Segment Start: Excerpted data

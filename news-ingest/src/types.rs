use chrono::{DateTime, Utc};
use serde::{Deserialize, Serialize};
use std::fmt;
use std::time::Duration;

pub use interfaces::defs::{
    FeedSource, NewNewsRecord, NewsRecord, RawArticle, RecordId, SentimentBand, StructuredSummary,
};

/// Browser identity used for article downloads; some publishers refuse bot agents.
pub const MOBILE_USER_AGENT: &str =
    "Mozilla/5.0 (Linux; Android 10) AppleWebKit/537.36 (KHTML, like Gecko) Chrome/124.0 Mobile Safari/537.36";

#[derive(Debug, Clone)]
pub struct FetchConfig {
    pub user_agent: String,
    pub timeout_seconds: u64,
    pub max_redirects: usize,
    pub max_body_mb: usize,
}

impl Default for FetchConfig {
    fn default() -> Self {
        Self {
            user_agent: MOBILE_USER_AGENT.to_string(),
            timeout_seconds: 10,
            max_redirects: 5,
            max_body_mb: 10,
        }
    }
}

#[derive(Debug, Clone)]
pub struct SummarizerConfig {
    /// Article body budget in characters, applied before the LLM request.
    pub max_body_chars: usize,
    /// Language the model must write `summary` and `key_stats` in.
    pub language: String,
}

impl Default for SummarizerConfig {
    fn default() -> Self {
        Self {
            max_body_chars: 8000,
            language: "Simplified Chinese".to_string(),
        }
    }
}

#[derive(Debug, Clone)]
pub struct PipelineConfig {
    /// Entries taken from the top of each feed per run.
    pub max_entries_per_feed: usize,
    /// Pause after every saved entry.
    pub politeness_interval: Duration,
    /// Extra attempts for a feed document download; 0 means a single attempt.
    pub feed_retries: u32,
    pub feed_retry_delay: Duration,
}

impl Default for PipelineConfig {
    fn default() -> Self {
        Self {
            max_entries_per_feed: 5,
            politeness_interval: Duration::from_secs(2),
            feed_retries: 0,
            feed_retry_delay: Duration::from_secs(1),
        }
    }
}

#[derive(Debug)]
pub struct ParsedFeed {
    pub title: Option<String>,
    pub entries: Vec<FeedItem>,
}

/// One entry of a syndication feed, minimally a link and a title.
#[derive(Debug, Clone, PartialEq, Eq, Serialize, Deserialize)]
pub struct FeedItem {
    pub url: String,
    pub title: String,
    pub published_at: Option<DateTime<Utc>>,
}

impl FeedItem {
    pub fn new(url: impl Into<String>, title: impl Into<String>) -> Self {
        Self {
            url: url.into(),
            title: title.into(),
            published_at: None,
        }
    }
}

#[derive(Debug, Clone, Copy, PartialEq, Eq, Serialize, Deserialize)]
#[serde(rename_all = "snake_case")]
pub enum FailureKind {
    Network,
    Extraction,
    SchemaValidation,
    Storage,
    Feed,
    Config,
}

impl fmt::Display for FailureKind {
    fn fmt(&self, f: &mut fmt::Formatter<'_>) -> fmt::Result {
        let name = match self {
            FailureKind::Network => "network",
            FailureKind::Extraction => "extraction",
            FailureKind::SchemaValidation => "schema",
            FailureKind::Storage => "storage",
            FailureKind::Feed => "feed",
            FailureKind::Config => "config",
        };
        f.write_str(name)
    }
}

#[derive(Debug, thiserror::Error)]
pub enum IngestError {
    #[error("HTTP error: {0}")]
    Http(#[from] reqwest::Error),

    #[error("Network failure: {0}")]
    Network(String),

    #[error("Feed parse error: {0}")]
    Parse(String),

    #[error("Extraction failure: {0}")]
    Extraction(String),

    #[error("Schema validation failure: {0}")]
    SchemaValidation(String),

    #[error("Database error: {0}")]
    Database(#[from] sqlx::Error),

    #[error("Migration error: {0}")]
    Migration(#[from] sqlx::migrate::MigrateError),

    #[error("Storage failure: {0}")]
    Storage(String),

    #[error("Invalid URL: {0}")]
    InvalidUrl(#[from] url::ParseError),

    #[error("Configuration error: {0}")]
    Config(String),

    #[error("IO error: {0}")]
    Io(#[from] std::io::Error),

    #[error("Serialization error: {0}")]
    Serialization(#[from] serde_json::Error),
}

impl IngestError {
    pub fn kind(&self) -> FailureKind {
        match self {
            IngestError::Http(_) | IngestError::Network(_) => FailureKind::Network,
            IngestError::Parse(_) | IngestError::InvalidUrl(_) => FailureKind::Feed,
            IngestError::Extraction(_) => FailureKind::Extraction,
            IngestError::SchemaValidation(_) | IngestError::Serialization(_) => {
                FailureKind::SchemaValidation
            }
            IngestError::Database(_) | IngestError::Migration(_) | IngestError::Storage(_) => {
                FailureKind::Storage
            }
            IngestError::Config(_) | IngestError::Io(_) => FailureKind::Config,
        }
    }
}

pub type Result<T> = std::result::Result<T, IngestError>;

Segment End: Excerpted data

The lines above that include "usize" should each be listed.

Answer section >>
    pub max_redirects: usize,
    pub max_body_mb: usize,
    pub max_body_chars: usize,
    pub max_entries_per_feed: usize,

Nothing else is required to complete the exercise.